For Immediate Release

Chicago, IL – January 5, 2023 – Zacks Equity Research shares Baidu BIDU as the Bull of the Day and G-III Apparel Group GIII as the Bear of the Day. In addition, Zacks Equity Research provides analysis on Salesforce CRM.

Here is a synopsis of all three stocks.

Bull of the Day:

Baidu, a Zacks Rank #1 (Strong Buy), has enjoyed a recent surge higher following a softening of China’s restrictive COVID policies. Chinese equities have responded well to China’s reopening, which should help to boost the economy and corporate profits. BIDU stock appears to have bottomed out in late October, staging a new uptrend and making a series of higher highs. This presents a notable shift in sentiment from the past two years and points to continued strength.

Baidu is part of the Zacks Internet – Services industry group, which ranks in the top 38% out of more than 250 Zacks Ranked Industries. Because this group is ranked in the top half of all industries, we expect it to outperform the market over the next 3 to 6 months.

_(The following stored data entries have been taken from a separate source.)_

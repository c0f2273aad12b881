//! Unit tests for code.rs

use super::*;

// ============================================================================
// INSTRUCTION BUFFER TESTS
// ============================================================================

#[test]
fn test_instruction_lists_are_separate() {
    let mut buffer = InstructionBuffer::new();
    assert!(buffer.is_empty());

    buffer.add_top_instruction("const float a = 1.0;");
    buffer.add_instruction("float b = a * 2.0;");
    buffer.add_output_instruction("outValue = b;");

    assert_eq!(buffer.top_instructions(), ["const float a = 1.0;"]);
    assert_eq!(buffer.instructions(), ["float b = a * 2.0;"]);
    assert_eq!(buffer.output_instructions(), ["outValue = b;"]);
    assert!(!buffer.is_empty());
}

#[test]
fn test_instructions_keep_duplicates_and_order() {
    let mut buffer = InstructionBuffer::new();
    buffer.add_instruction("x += 1;");
    buffer.add_instruction("y += 1;");
    buffer.add_instruction("x += 1;");
    assert_eq!(buffer.instructions(), ["x += 1;", "y += 1;", "x += 1;"]);
}

#[test]
fn test_clear_empties_every_list() {
    let mut buffer = InstructionBuffer::new();
    buffer.add_top_instruction("const float a = 1.0;");
    buffer.add_instruction("x += a;");
    buffer.add_output_instruction("gl_Position = vec4(x);");

    buffer.clear();

    assert!(buffer.is_empty());
    assert_eq!(buffer.assemble(&[], &[]), "");
}

#[test]
fn test_comments() {
    let mut buffer = InstructionBuffer::new();
    buffer.add_comment("Lighting");
    buffer.add_comment_at("Inner loop", 3);
    buffer.add_comment_at("Depth zero", 0);

    assert_eq!(
        buffer.instructions(),
        ["/* Lighting */", "\t\t/* Inner loop */", "/* Depth zero */"]
    );
}

// ============================================================================
// ASSEMBLY TESTS
// ============================================================================

#[test]
fn test_assemble_empty() {
    let buffer = InstructionBuffer::new();
    assert_eq!(buffer.assemble(&[], &[]), "");
}

#[test]
fn test_assemble_sections() {
    let mut buffer = InstructionBuffer::new();
    buffer.add_top_instruction("const vec4 c = vec4(1.0);");
    buffer.add_instruction("vec4 d = c * 0.5;");
    buffer.add_output_instruction("outColor = d;");

    assert_eq!(
        buffer.assemble(&[], &[]),
        "\t/* Preparation instructions */\n\
         \tconst vec4 c = vec4(1.0);\n\
         \n\
         \t/* Main instructions */\n\
         \tvec4 d = c * 0.5;\n\
         \n\
         \t/* Output instructions */\n\
         \toutColor = d;\n"
    );
}

#[test]
fn test_assemble_prepends_before_caller_lines() {
    let mut buffer = InstructionBuffer::new();
    buffer.add_top_instruction("caller top;");
    buffer.add_output_instruction("caller output;");

    let code = buffer.assemble(&["prepared;".to_string()], &["synthesized;".to_string()]);

    assert_eq!(
        code,
        "\t/* Preparation instructions */\n\
         \tprepared;\n\
         \tcaller top;\n\
         \n\
         \t/* Output instructions */\n\
         \tsynthesized;\n\
         \tcaller output;\n"
    );
}

#[test]
fn test_assemble_indents_multiline_instructions() {
    let mut buffer = InstructionBuffer::new();
    buffer.add_instruction("if (x > 0.0)\n{\n\tx = 0.0;\n}");

    assert_eq!(
        buffer.assemble(&[], &[]),
        "\t/* Main instructions */\n\tif (x > 0.0)\n\t{\n\t\tx = 0.0;\n\t}\n"
    );
}

// ============================================================================
// CODE GENERATOR TRAIT TESTS
// ============================================================================

#[derive(Default)]
struct Body {
    instructions: InstructionBuffer,
}

impl CodeGenerator for Body {
    fn instructions(&self) -> &InstructionBuffer {
        &self.instructions
    }

    fn instructions_mut(&mut self) -> &mut InstructionBuffer {
        &mut self.instructions
    }
}

#[test]
fn test_code_generator_default_methods() {
    let mut body = Body::default();
    body.add_top_instruction("top;");
    body.add_instruction("main;");
    body.add_output_instruction("output;");
    body.add_comment("note");

    assert_eq!(body.instructions().top_instructions(), ["top;"]);
    assert_eq!(body.instructions().instructions(), ["main;", "/* note */"]);
    assert_eq!(body.instructions().output_instructions(), ["output;"]);
}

Historical research studies suggest that approximately half of a stock’s price appreciation is due to its industry grouping. In fact, the top 50% of Zacks Ranked Industries outperforms the bottom 50% by a factor of more than 2 to 1. It’s no secret that investing in stocks that are part of leading industry groups can give us a leg up relative to the market. By focusing on leading stocks within the top 50% of Zacks Ranked Industries, we can dramatically improve our stock-picking success.

Company Description

BIDU is a Chinese-language internet search provider based in Beijing. The company offers a host of services such as Baidu App which allows users to access feed services on mobile devices; Baidu Search to access its search capabilities; and Baidu Feed which provides users with a personalized timeline based on their demographics and interests. BIDU also offers various cloud services and solutions, in addition to online marketing services that include pay for performance, auction-based services that allow customers to bid for priority placement of paid sponsored links.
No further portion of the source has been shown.